use models_bloodsuite::donation::DonationWithHospital;
use sqlx::PgPool;

/// A donor's donation history, newest first.
#[tracing::instrument(skip(db))]
pub async fn donations_for_donor(
    db: &PgPool,
    donor_id: i32,
) -> anyhow::Result<Vec<DonationWithHospital>> {
    let donations = sqlx::query_as::<_, DonationWithHospital>(
        r#"
        SELECT d.id, d.donor_id, d.hospital_id, d.donation_date, d.volume_ml,
               d.notes, d.created_at, h.name AS hospital_name
        FROM donations d
        LEFT JOIN hospitals h ON d.hospital_id = h.id
        WHERE d.donor_id = $1
        ORDER BY d.donation_date DESC
        "#,
    )
    .bind(donor_id)
    .fetch_all(db)
    .await?;

    Ok(donations)
}

#[cfg(test)]
mod tests {
    use super::*;
    use sqlx::{Pool, Postgres};

    #[sqlx::test(fixtures("../../fixtures/seed.sql"))]
    async fn test_history_is_newest_first(pool: Pool<Postgres>) -> anyhow::Result<()> {
        sqlx::query(
            "INSERT INTO donations (donor_id, hospital_id, donation_date) VALUES \
             (1, 1, CURRENT_DATE - 90), (1, NULL, CURRENT_DATE - 10)",
        )
        .execute(&pool)
        .await?;

        let history = donations_for_donor(&pool, 1).await?;

        assert_eq!(history.len(), 2);
        assert!(history[0].donation_date > history[1].donation_date);
        assert_eq!(history[0].hospital_name, None);
        assert_eq!(history[1].hospital_name.as_deref(), Some("Queen II Hospital"));

        Ok(())
    }
}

> **REQUIRED ACTION**
Start at the line containing "async fn test_history_is_newest_first(pool: Pool<Postgres>)" and print each line exactly until the listing ends, keeping the final line too.

> **FINISHED TASK**
    async fn test_history_is_newest_first(pool: Pool<Postgres>) -> anyhow::Result<()> {
        sqlx::query(
            "INSERT INTO donations (donor_id, hospital_id, donation_date) VALUES \
             (1, 1, CURRENT_DATE - 90), (1, NULL, CURRENT_DATE - 10)",
        )
        .execute(&pool)
        .await?;

        let history = donations_for_donor(&pool, 1).await?;

        assert_eq!(history.len(), 2);
        assert!(history[0].donation_date > history[1].donation_date);
        assert_eq!(history[0].hospital_name, None);
        assert_eq!(history[1].hospital_name.as_deref(), Some("Queen II Hospital"));

        Ok(())
    }
}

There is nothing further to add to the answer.